[Start of Attachment]

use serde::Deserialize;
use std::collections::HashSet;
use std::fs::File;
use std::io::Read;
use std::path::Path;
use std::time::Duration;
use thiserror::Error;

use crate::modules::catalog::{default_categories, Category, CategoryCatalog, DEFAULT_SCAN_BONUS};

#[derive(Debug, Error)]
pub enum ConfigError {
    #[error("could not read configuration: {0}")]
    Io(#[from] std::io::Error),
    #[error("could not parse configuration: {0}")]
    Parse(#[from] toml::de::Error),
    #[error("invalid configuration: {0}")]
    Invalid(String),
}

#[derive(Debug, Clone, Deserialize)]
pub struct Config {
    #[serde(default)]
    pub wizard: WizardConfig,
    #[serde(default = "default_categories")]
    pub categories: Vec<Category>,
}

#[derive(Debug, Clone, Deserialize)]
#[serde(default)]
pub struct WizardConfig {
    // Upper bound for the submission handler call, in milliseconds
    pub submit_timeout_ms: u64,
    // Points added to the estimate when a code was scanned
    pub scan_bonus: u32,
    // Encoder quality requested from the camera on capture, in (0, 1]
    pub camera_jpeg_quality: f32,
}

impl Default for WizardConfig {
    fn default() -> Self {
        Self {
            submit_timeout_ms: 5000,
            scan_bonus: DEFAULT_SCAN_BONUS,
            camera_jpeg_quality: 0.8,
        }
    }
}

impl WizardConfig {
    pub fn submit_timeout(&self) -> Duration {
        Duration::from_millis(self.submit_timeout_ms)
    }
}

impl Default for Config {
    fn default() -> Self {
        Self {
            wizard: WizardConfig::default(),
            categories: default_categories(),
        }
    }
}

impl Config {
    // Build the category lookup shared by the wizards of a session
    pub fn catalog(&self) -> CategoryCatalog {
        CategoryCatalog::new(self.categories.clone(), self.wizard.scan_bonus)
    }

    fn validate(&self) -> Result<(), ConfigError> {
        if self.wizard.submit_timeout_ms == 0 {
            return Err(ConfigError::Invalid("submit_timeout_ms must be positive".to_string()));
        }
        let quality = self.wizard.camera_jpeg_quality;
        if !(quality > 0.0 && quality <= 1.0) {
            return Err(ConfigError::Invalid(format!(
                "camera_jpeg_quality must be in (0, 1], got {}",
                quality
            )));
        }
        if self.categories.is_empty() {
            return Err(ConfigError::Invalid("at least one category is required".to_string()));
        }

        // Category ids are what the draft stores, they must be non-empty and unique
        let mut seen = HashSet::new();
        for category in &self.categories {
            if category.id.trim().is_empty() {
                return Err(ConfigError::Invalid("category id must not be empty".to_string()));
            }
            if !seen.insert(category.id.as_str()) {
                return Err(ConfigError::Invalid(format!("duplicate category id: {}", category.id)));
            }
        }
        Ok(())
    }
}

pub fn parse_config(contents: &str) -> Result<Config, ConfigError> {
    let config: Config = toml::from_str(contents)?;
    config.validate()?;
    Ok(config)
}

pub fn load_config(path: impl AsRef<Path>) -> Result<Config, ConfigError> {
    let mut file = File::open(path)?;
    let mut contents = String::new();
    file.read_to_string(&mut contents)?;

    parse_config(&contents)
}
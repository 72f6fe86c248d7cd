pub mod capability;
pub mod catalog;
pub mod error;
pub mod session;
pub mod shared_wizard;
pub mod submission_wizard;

[End of Attachment]

• **Problem requirements**: Retype the data in full, exactly.

• **Result for this exercise**:
use serde::Deserialize;
use std::collections::HashSet;
use std::fs::File;
use std::io::Read;
use std::path::Path;
use std::time::Duration;
use thiserror::Error;

use crate::modules::catalog::{default_categories, Category, CategoryCatalog, DEFAULT_SCAN_BONUS};

#[derive(Debug, Error)]
pub enum ConfigError {
    #[error("could not read configuration: {0}")]
    Io(#[from] std::io::Error),
    #[error("could not parse configuration: {0}")]
    Parse(#[from] toml::de::Error),
    #[error("invalid configuration: {0}")]
    Invalid(String),
}

#[derive(Debug, Clone, Deserialize)]
pub struct Config {
    #[serde(default)]
    pub wizard: WizardConfig,
    #[serde(default = "default_categories")]
    pub categories: Vec<Category>,
}

#[derive(Debug, Clone, Deserialize)]
#[serde(default)]
pub struct WizardConfig {
    // Upper bound for the submission handler call, in milliseconds
    pub submit_timeout_ms: u64,
    // Points added to the estimate when a code was scanned
    pub scan_bonus: u32,
    // Encoder quality requested from the camera on capture, in (0, 1]
    pub camera_jpeg_quality: f32,
}

impl Default for WizardConfig {
    fn default() -> Self {
        Self {
            submit_timeout_ms: 5000,
            scan_bonus: DEFAULT_SCAN_BONUS,
            camera_jpeg_quality: 0.8,
        }
    }
}

impl WizardConfig {
    pub fn submit_timeout(&self) -> Duration {
        Duration::from_millis(self.submit_timeout_ms)
    }
}

impl Default for Config {
    fn default() -> Self {
        Self {
            wizard: WizardConfig::default(),
            categories: default_categories(),
        }
    }
}

impl Config {
    // Build the category lookup shared by the wizards of a session
    pub fn catalog(&self) -> CategoryCatalog {
        CategoryCatalog::new(self.categories.clone(), self.wizard.scan_bonus)
    }

    fn validate(&self) -> Result<(), ConfigError> {
        if self.wizard.submit_timeout_ms == 0 {
            return Err(ConfigError::Invalid("submit_timeout_ms must be positive".to_string()));
        }
        let quality = self.wizard.camera_jpeg_quality;
        if !(quality > 0.0 && quality <= 1.0) {
            return Err(ConfigError::Invalid(format!(
                "camera_jpeg_quality must be in (0, 1], got {}",
                quality
            )));
        }
        if self.categories.is_empty() {
            return Err(ConfigError::Invalid("at least one category is required".to_string()));
        }

        // Category ids are what the draft stores, they must be non-empty and unique
        let mut seen = HashSet::new();
        for category in &self.categories {
            if category.id.trim().is_empty() {
                return Err(ConfigError::Invalid("category id must not be empty".to_string()));
            }
            if !seen.insert(category.id.as_str()) {
                return Err(ConfigError::Invalid(format!("duplicate category id: {}", category.id)));
            }
        }
        Ok(())
    }
}

pub fn parse_config(contents: &str) -> Result<Config, ConfigError> {
    let config: Config = toml::from_str(contents)?;
    config.validate()?;
    Ok(config)
}

pub fn load_config(path: impl AsRef<Path>) -> Result<Config, ConfigError> {
    let mut file = File::open(path)?;
    let mut contents = String::new();
    file.read_to_string(&mut contents)?;

    parse_config(&contents)
}
repository 72f6fe86c248d7cd
pub mod capability;
pub mod catalog;
pub mod error;
pub mod session;
pub mod shared_wizard;
pub mod submission_wizard;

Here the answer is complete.